De Advocaat-Generaal F.F. Langemeijer heeft in zijn conclusie aangegeven dat de verzoeker niet-ontvankelijk moet worden verklaard in zijn cassatieverzoek. De Hoge Raad heeft deze conclusie gevolgd en heeft geoordeeld dat de verzoeker niet-ontvankelijk is in zijn cassatieberoep op de gronden die in de conclusie van de Advocaat-Generaal zijn vermeld. De Hoge Raad heeft de beslissing op 7 november 2014 openbaar uitgesproken, waarbij de raadsheren A.M.J. van Buchem-Spapens, A.H.T. Heisterkamp, M.V. Polak en G. de Groot betrokken waren.

De uitspraak benadrukt het belang van de ontvankelijkheid in cassatieprocedures en de beperkingen die de wet stelt aan rechtsmiddelen tegen beslissingen van tuchtcolleges. De Hoge Raad heeft in deze zaak duidelijk gemaakt dat niet elke beslissing van een tuchtcollege vatbaar is voor cassatie, vooral niet als het gaat om wrakingsverzoeken, die onder specifieke wettelijke bepalingen vallen.

Uitspraak

7 november 2014
Eerste Kamer
nr. 14/04526
LZ/TT
Hoge Raad der Nederlanden
Beschikking
in de zaak van:
[verzoeker],
wonende te [woonplaats],
VERZOEKER tot cassatie.
Verzoeker zal hierna ook worden aangeduid als [verzoeker].

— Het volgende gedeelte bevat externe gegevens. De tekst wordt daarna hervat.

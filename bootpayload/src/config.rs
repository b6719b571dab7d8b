// SPDX-FileCopyrightText: 2025 Andrew Gunnerson
// SPDX-License-Identifier: GPL-3.0-only

use std::{fs, path::Path};

use anyhow::{Context, Result};
use bstr::ByteSlice;
use serde::{Deserialize, Serialize};

use crate::{
    cmdline::BootConfigUpdate,
    format::bootimage,
    payload::{AssemblerOptions, BootMode},
};

#[derive(Clone, Debug, Default, PartialEq, Eq, Serialize, Deserialize)]
#[serde(default, deny_unknown_fields)]
pub struct BootConfigSection {
    /// Value for `androidboot.serialno`. `DummySN` selects the fallback.
    pub serialno: Option<String>,
    /// Fallback for the `DummySN` placeholder.
    pub fallback_serialno: Option<String>,
    /// Active boot chain for `androidboot.slot_suffix` (0 = a, 1 = b).
    pub boot_chain: Option<u32>,
    /// Additional raw `key=value` parameters.
    pub extra: Vec<String>,
}

#[derive(Clone, Debug, PartialEq, Eq, Serialize, Deserialize)]
#[serde(default, deny_unknown_fields)]
pub struct Config {
    pub signature_header_skip: u64,
    pub boot_mode: BootMode,
    pub cmdline_capacity: usize,
    pub migrate_cmdline: bool,
    pub bootconfig: BootConfigSection,
}

impl Default for Config {
    fn default() -> Self {
        Self {
            signature_header_skip: 0,
            boot_mode: BootMode::Normal,
            cmdline_capacity: bootimage::CMDLINE_MAX_SIZE,
            migrate_cmdline: false,
            bootconfig: BootConfigSection::default(),
        }
    }
}

impl Config {
    pub fn from_toml(data: &str) -> Result<Self> {
        toml_edit::de::from_str(data).context("Failed to parse config")
    }

    pub fn load(path: &Path) -> Result<Self> {
        let data =
            fs::read_to_string(path).with_context(|| format!("Failed to read config: {path:?}"))?;

        Self::from_toml(&data).with_context(|| format!("Failed to load config: {path:?}"))
    }

    pub fn assembler_options(&self) -> AssemblerOptions {
        AssemblerOptions {
            signature_header_skip: self.signature_header_skip,
            cmdline_capacity: self.cmdline_capacity,
            boot_mode: self.boot_mode,
            migrate_cmdline: self.migrate_cmdline,
        }
    }

    /// Build the pending `androidboot.*` parameters described by the
    /// `[bootconfig]` section.
    pub fn pending_updates(&self) -> Result<BootConfigUpdate> {
        let section = &self.bootconfig;
        let mut update = BootConfigUpdate::new();

        if let Some(serialno) = &section.serialno {
            let fallback = section.fallback_serialno.as_deref().map(|s| s.as_bytes().as_bstr());

            update
                .add_serial_number(serialno.as_bytes().as_bstr(), fallback)
                .context("Failed to add serial number")?;
        }

        if let Some(boot_chain) = section.boot_chain {
            update
                .add_slot_suffix(boot_chain)
                .context("Failed to add slot suffix")?;
        }

        for line in &section.extra {
            update
                .add_raw(line.as_bytes().as_bstr())
                .with_context(|| format!("Failed to add parameter: {line:?}"))?;
        }

        Ok(update)
    }
}
// SPDX-FileCopyrightText: 2025 Andrew Gunnerson
// SPDX-License-Identifier: GPL-3.0-only

//! Bootconfig parameter regions.
//!
//! A bootconfig region is a run of `key=value\n` lines followed by a 20-byte
//! trailer that the kernel uses to find and verify the parameters:
//!
//! ```text
//! offset 0:  params_size (u32, little endian)
//! offset 4:  checksum    (u32, little endian)
//! offset 8:  "#BOOTCONFIG\n"
//! ```
//!
//! A region contains zero or one trailer, and it is always at the end. Adding
//! parameters to a region that already has a trailer reclaims the old trailer
//! first.

use std::mem;

use thiserror::Error;
use tracing::{trace, warn};
use zerocopy::{FromBytes, IntoBytes, little_endian};
use zerocopy_derive::{FromBytes, Immutable, IntoBytes, KnownLayout, Unaligned};

use crate::error::ErrorKind;

pub const BOOTCONFIG_MAGIC: [u8; 12] = *b"#BOOTCONFIG\n";
pub const TRAILER_SIZE: usize = mem::size_of::<RawTrailer>();

#[derive(Debug, Error)]
pub enum Error {
    #[error("Bootconfig region is empty")]
    EmptyRegion,
    #[error("No parameters to append")]
    EmptyParams,
    #[error("Parameter size must be non-zero")]
    ZeroSize,
    #[error("Size {size} is beyond the end of the region ({len} bytes)")]
    SizeOutOfRange { size: usize, len: usize },
    #[error("Trailer claims {claimed} parameter bytes, but only {available} precede it")]
    InvalidTrailerSize { claimed: u32, available: usize },
    #[error("No trailer ends at offset {0}")]
    TrailerNotFound(usize),
    #[error("Expected checksum {expected:#010x}, but have {actual:#010x}")]
    ChecksumMismatch { expected: u32, actual: u32 },
    #[error("Need {needed} bytes, but region only has {available} bytes")]
    NoSpace { needed: usize, available: usize },
    #[error("Parameter size does not fit in a trailer: {0}")]
    ParamsTooLarge(usize),
}

impl Error {
    pub fn kind(&self) -> ErrorKind {
        match self {
            Self::EmptyRegion
            | Self::EmptyParams
            | Self::ZeroSize
            | Self::SizeOutOfRange { .. }
            | Self::InvalidTrailerSize { .. } => ErrorKind::InvalidParameter,
            Self::TrailerNotFound(_) | Self::ChecksumMismatch { .. } => ErrorKind::NotFound,
            Self::NoSpace { .. } | Self::ParamsTooLarge(_) => ErrorKind::OutOfResources,
        }
    }
}

pub type Result<T> = std::result::Result<T, Error>;

/// Raw on-disk layout for the trailer.
#[derive(Clone, Copy, FromBytes, IntoBytes, KnownLayout, Immutable, Unaligned)]
#[repr(packed)]
struct RawTrailer {
    params_size: little_endian::U32,
    checksum: little_endian::U32,
    /// Magic value. This should be equal to [`BOOTCONFIG_MAGIC`].
    magic: [u8; 12],
}

/// Sum of every byte, wrapping on overflow. This is what the kernel uses to
/// validate the parameters.
pub fn checksum(data: &[u8]) -> u32 {
    data.iter().fold(0u32, |sum, b| sum.wrapping_add((*b).into()))
}

/// Whether the bytes immediately before `end` are the trailer magic.
pub fn has_trailer(region: &[u8], end: usize) -> bool {
    end >= BOOTCONFIG_MAGIC.len()
        && end <= region.len()
        && region[end - BOOTCONFIG_MAGIC.len()..end] == BOOTCONFIG_MAGIC
}

#[derive(Clone, Copy, Debug, Eq, PartialEq)]
pub struct Trailer {
    pub params_size: u32,
    pub checksum: u32,
}

impl Trailer {
    /// Compute the trailer for the specified parameter bytes.
    pub fn new(params: &[u8]) -> Result<Self> {
        let params_size =
            u32::try_from(params.len()).map_err(|_| Error::ParamsTooLarge(params.len()))?;

        Ok(Self {
            params_size,
            checksum: checksum(params),
        })
    }

    /// Decode the trailer that ends at `end`.
    pub fn read(region: &[u8], end: usize) -> Result<Self> {
        if end > region.len() {
            return Err(Error::SizeOutOfRange {
                size: end,
                len: region.len(),
            });
        } else if end < TRAILER_SIZE || !has_trailer(region, end) {
            return Err(Error::TrailerNotFound(end));
        }

        let raw = RawTrailer::read_from_bytes(&region[end - TRAILER_SIZE..end])
            .map_err(|_| Error::TrailerNotFound(end))?;

        Ok(Self {
            params_size: raw.params_size.get(),
            checksum: raw.checksum.get(),
        })
    }

    /// Decode the trailer ending at `end` and verify that it describes the
    /// bytes in front of it.
    pub fn verify(region: &[u8], end: usize) -> Result<Self> {
        let trailer = Self::read(region, end)?;
        let params = trailer.params(region, end)?;

        let actual = checksum(params);
        if actual != trailer.checksum {
            return Err(Error::ChecksumMismatch {
                expected: trailer.checksum,
                actual,
            });
        }

        Ok(trailer)
    }

    /// Get the parameter bytes covered by this trailer, which ends at `end`.
    pub fn params<'a>(&self, region: &'a [u8], end: usize) -> Result<&'a [u8]> {
        let available = end.saturating_sub(TRAILER_SIZE);
        let size = self.params_size as usize;

        if size > available {
            return Err(Error::InvalidTrailerSize {
                claimed: self.params_size,
                available,
            });
        }

        Ok(&region[..size])
    }

    fn to_bytes(self) -> [u8; TRAILER_SIZE] {
        let raw = RawTrailer {
            params_size: self.params_size.into(),
            checksum: self.checksum.into(),
            magic: BOOTCONFIG_MAGIC,
        };

        let mut buf = [0u8; TRAILER_SIZE];
        buf.copy_from_slice(raw.as_bytes());
        buf
    }
}

/// Write a trailer for the first `size` bytes of `region` at offset `size`.
/// Returns the number of bytes written, which is zero if the trailer is
/// already present. Calling this repeatedly with the same inputs only writes
/// once.
pub fn add_trailer(region: &mut [u8], size: usize) -> Result<usize> {
    if region.is_empty() {
        return Err(Error::EmptyRegion);
    } else if size == 0 {
        return Err(Error::ZeroSize);
    } else if size > region.len() {
        return Err(Error::SizeOutOfRange {
            size,
            len: region.len(),
        });
    }

    if has_trailer(region, size) {
        trace!("Trailer already ends at offset {size}");
        return Ok(0);
    }

    let trailer = Trailer::new(&region[..size])?;
    let end = size + TRAILER_SIZE;

    if end > region.len() {
        return Err(Error::NoSpace {
            needed: end,
            available: region.len(),
        });
    }

    if Trailer::read(region, end).is_ok_and(|t| t == trailer) {
        trace!("Trailer for {size} bytes is already present");
        return Ok(0);
    }

    region[size..end].copy_from_slice(&trailer.to_bytes());

    Ok(TRAILER_SIZE)
}

/// Result of [`append_params`].
#[derive(Clone, Copy, Debug, Eq, PartialEq)]
pub struct Applied {
    /// Number of bytes written, including the new trailer.
    pub written: usize,
    /// Size of the region's live contents, including the new trailer.
    pub size: usize,
}

/// Append `params` to a region whose first `current_size` bytes are in use.
/// If the used bytes end with a trailer, the trailer is removed, the previous
/// parameter size is taken from it, and a new trailer covering both the old
/// and new parameters is written.
pub fn append_params(params: &[u8], region: &mut [u8], current_size: usize) -> Result<Applied> {
    if params.is_empty() {
        return Err(Error::EmptyParams);
    } else if region.is_empty() {
        return Err(Error::EmptyRegion);
    } else if current_size > region.len() {
        return Err(Error::SizeOutOfRange {
            size: current_size,
            len: region.len(),
        });
    }

    let mut params_start = current_size;

    if has_trailer(region, current_size) {
        let trailer = Trailer::read(region, current_size)?;
        let available = current_size.saturating_sub(TRAILER_SIZE);

        if trailer.params_size as usize > available {
            return Err(Error::InvalidTrailerSize {
                claimed: trailer.params_size,
                available,
            });
        }

        trace!(
            "Reclaiming trailer for {} bytes at offset {available}",
            trailer.params_size,
        );
        params_start = trailer.params_size as usize;
    }

    let new_size = params_start
        .checked_add(params.len())
        .filter(|s| *s <= region.len())
        .ok_or(Error::NoSpace {
            needed: params_start.saturating_add(params.len()),
            available: region.len(),
        })?;

    region[params_start..new_size].copy_from_slice(params);

    let trailer_size = match add_trailer(region, new_size) {
        Ok(n) => n,
        Err(e) => {
            warn!("Failed to add bootconfig trailer: {e}");
            0
        }
    };

    Ok(Applied {
        written: params.len() + trailer_size,
        size: new_size + trailer_size,
    })
}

1.Het geding in feitelijke instantie

Voor het verloop van het geding in feitelijke instantie verwijst de Hoge Raad naar de beslissing met nummer 2013/375wr en 2013/376wr van het Regionaal Tuchtcollege voor de Gezondheidszorg te Amsterdam van 10 december 2013.
De beslissing van het Regionaal Tuchtcollege voor de Gezondheidszorg is aan deze beschikking gehecht.

2.Het geding in cassatie

Tegen de beslissing van het Regionaal Tuchtcollege voor de Gezondheidszorg heeft [verzoeker] cassatieberoep ingesteld. Het cassatierekest is aan deze bechikking gehecht en maakt daarvan deel uit.
De conclusie van de Advocaat-Generaal F.F. Langemeijer strekt tot niet-ontvankelijkverklaring van [verzoeker] in zijn cassatieverzoek aan de Hoge Raad.

3.Beoordeling van de ontvankelijkheid van het beroep

[verzoeker] is niet-ontvankelijk in zijn cassatieberoep op de gronden vermeld in de conclusie van de Advocaat-Generaal onder 2.1-2.3.

4.Beslissing

De Hoge Raad verklaart [verzoeker] niet-ontvankelijk in zijn beroep.
Deze beschikking is gegeven door de raadsheren A.M.J. van Buchem-Spapens, als voorzitter, A.H.T. Heisterkamp en M.V. Polak, en in het openbaar uitgesproken door de raadsheer G. de Groot op
7 november 2014.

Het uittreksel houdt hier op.